KM: If I understand his question I think the immediacy of the sound itself should be more important, at least in my own work. But in our current era where people consume music through the internet, I also understand how important the latter is for giving people context and drawing them in. I think of “detached iconography” as like concept, vibe, artwork, aesthetic moodboard – everything that is not actually music in someone’s output. And of course, a frustration I feel most musicians give voice to at some point is this stuff can actually seem way more important than the “immediacy of music”. Like when black metal bands said they hated death metal bands for not wearing spikes and leather onstage, even if they liked the music. But I’ve also seen people won over in a live concert setting by something in a genre they wouldn’t necessarily associate with it, or even understand the distinctions of of. I used to play in a no wave band called Cellular Chaos with Weasel Walter and he would wear huge metal gauntlets on his forearms that would scratch off the paint on his guitar. He looked completely intimidating and scary, but the vibe of the band for our performances was actually incredibly fun, joyful and celebratory in its chaos. It never felt dark at all. I think the contrast of all the different aesthetics onstage with the music made the experience all the more ecstatic for the audience because of the contradictions. There was so much happening onstage that perhaps people didn’t always understand what every single one of our intentions were, but the impact of everything together made audiences absolutely adore the shows and the effect of the music.
My experience in the club world has shown an interesting side to sound collage through DJing. There is an expectation from the audience that they will hear something new, some new variation or sequence. With composed and performed music – are you improvising – does the compositional side allow you more freedom as improviser or is the challenge in delivery of complex technique in a live setting with the ever so real risk of breaking expectations?
KM: There is always an element of improvisation in my shows to a certain degree! Especially with the music I made for Ultraviolet – all of that music was generated completely through improvisation, which I then learned how to consciously and deliberately play after the fact. What was nice about the construction of my music on Ultraviolet is that only one of the songs uses a metronome, the rest are very loose from a temporal point of view because they are free and unmetered. There’s literally no time signatures or sense of regularity/pulse, it’s all rubato – I give and take how long a melody takes based on how I’m feeling it that day. When I’m performing, I have backing tracks with the synth drones and electronics, and I’m reading a notated score that has specific time markers. There are of course points I deliberately want to sync up with my backing tracks for important moments, but between those fixed points I am allowed to be pretty loose. Many of the songs have sections that allow for me to improvise and do things slightly differently each time. I always do things a little bit differently every time, it keeps the experience fresh and exciting for me as a performer.

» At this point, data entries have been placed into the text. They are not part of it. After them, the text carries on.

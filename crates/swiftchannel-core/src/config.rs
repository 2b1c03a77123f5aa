//! Channel configuration and the invariants it must satisfy.

use crate::error::{Error, Result};
use crate::layout::{align_up, flags, MESSAGE_HEADER_SIZE, PAYLOAD_ALIGN};

/// Smallest accepted ring.
pub const MIN_RING_SIZE: u64 = 4096;

/// Smallest accepted maximum message size.
pub const MIN_MAX_MESSAGE_SIZE: u32 = 64;

/// Configuration of a channel, supplied by both peers at attach time.
///
/// When attaching to an already-initialized region, `ring_size` and `flags`
/// embedded in the region header are authoritative; the configured values
/// are what a fresh region is initialized with.
#[derive(Debug, Clone, Copy, PartialEq, Eq)]
pub struct ChannelConfig {
    /// Ring capacity in bytes; power of two, at least [`MIN_RING_SIZE`].
    pub ring_size: u64,
    /// Largest accepted payload in bytes.
    pub max_message_size: u32,
    /// Flag bits (see [`flags`]).
    pub flags: u64,
}

impl Default for ChannelConfig {
    fn default() -> Self {
        Self {
            ring_size: 1024 * 1024,
            max_message_size: 64 * 1024,
            flags: flags::NO_CHECKSUM,
        }
    }
}

impl ChannelConfig {
    /// Largest frame this configuration can produce, header included.
    #[inline]
    pub fn max_frame_size(&self) -> u64 {
        MESSAGE_HEADER_SIZE as u64 + align_up(self.max_message_size as u64, PAYLOAD_ALIGN)
    }

    /// Whether payload checksums are computed and verified.
    #[inline]
    pub fn checksum_enabled(&self) -> bool {
        self.flags & flags::NO_CHECKSUM == 0
    }

    /// Refuse configurations a region must never be opened with.
    ///
    /// The frame-based bound (rather than the raw payload size) guarantees
    /// that even the largest frame occupies at most half the ring, so a
    /// drained ring always has room for it.
    pub fn validate(&self) -> Result<()> {
        if self.ring_size < MIN_RING_SIZE || !self.ring_size.is_power_of_two() {
            return Err(Error::InvalidOperation);
        }
        if self.max_message_size < MIN_MAX_MESSAGE_SIZE {
            return Err(Error::InvalidOperation);
        }
        if self.max_frame_size() > self.ring_size / 2 {
            return Err(Error::InvalidOperation);
        }
        validate_flags(self.flags)
    }
}

/// Refuse flag words carrying reserved bits.
pub fn validate_flags(word: u64) -> Result<()> {
    if word & !flags::ACCEPTED != 0 {
        return Err(Error::InvalidOperation);
    }
    Ok(())
}

#[cfg(test)]
mod tests {
    use super::*;

    fn small() -> ChannelConfig {
        ChannelConfig {
            ring_size: 4096,
            max_message_size: 1024,
            flags: flags::NO_CHECKSUM,
        }
    }

    #[test]
    fn test_default_config_is_valid() {
        ChannelConfig::default().validate().unwrap();
    }

    #[test]
    fn test_small_config_is_valid() {
        small().validate().unwrap();
    }

    #[test]
    fn test_non_power_of_two_ring_rejected() {
        let cfg = ChannelConfig { ring_size: 5000, ..small() };
        assert_eq!(cfg.validate(), Err(Error::InvalidOperation));
    }

    #[test]
    fn test_tiny_ring_rejected() {
        let cfg = ChannelConfig { ring_size: 2048, max_message_size: 64, ..small() };
        assert_eq!(cfg.validate(), Err(Error::InvalidOperation));
    }

    #[test]
    fn test_tiny_max_message_rejected() {
        let cfg = ChannelConfig { max_message_size: 32, ..small() };
        assert_eq!(cfg.validate(), Err(Error::InvalidOperation));
    }

    #[test]
    fn test_largest_frame_must_fit_half_the_ring() {
        // 2040-byte payloads pass a naive `max < ring/2` check but their
        // frames exceed half of a 4096-byte ring.
        let cfg = ChannelConfig { max_message_size: 2040, ..small() };
        assert_eq!(cfg.validate(), Err(Error::InvalidOperation));

        let cfg = ChannelConfig { max_message_size: 2016, ..small() };
        cfg.validate().unwrap();
        assert_eq!(cfg.max_frame_size(), 2048);
    }

    #[test]
    fn test_reserved_flag_bits_rejected() {
        let cfg = ChannelConfig { flags: flags::OVERWRITE, ..small() };
        assert_eq!(cfg.validate(), Err(Error::InvalidOperation));

        let cfg = ChannelConfig { flags: 1 << 17, ..small() };
        assert_eq!(cfg.validate(), Err(Error::InvalidOperation));
    }

    #[test]
    fn test_advisory_flags_accepted() {
        let cfg = ChannelConfig {
            flags: flags::NO_CHECKSUM | flags::SINGLE_PRODUCER | flags::SINGLE_CONSUMER,
            ..small()
        };
        cfg.validate().unwrap();
    }

    #[test]
    fn test_checksum_enabled_tracks_flag() {
        assert!(!small().checksum_enabled());
        let cfg = ChannelConfig { flags: 0, ..small() };
        assert!(cfg.checksum_enabled());
    }
}
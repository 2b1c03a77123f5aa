//! Fuzzing harnesses for the SwiftChannel core.
//!
//! The models run the real ring and channel code over heap-backed regions
//! (no OS shared memory involved) and check every operation against a plain
//! in-memory oracle.

pub mod channel_model;
pub mod frame_ring_model;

Time is taken to the extreme in the DJ world. some sets reaching over 10 to 15 hours duration. Given your background in formal musical education, do the pressures come from within or is there an expectation around endurance? What is the longest set you have played?
KM: That’s a really good question! My pressures seem to come from within, but I’m sure those are subconsciously, inextricably linked to all the psychological fuckery I experienced from my training as a young classical musician. I had a few teachers who were extremely strict. But I think that I have done a decent job of releasing myself from those pressures because once I got to college, I realised I didn’t care about being perceived as what I think of in my head as a “pure” pianist – that being one who dedicates themselves to the craft of interpreting other peoples’ music. There are thousands of pianists who can execute that, and you can debate for days who is better at interpreting a better Schumann sonata. But I knew that if I focused on making my own music, I wouldn’t feel as much pressure to compare myself to others and would instead place a high focus on myself for achieving something unique in my own creative right. But there is a side of me that loves to showcase classically trained virtuosity from a technical standpoint when I am doing shows, that’s just the performer in me though! I like to give a good show. I haven’t played a lot of gratuitously long sets, though. As a solo artist, I have done two sets in a night that were each 45 minutes, but even 90 minutes of playing in an evening seems extremely tame compared to the marathon DJ sets you’re describing here.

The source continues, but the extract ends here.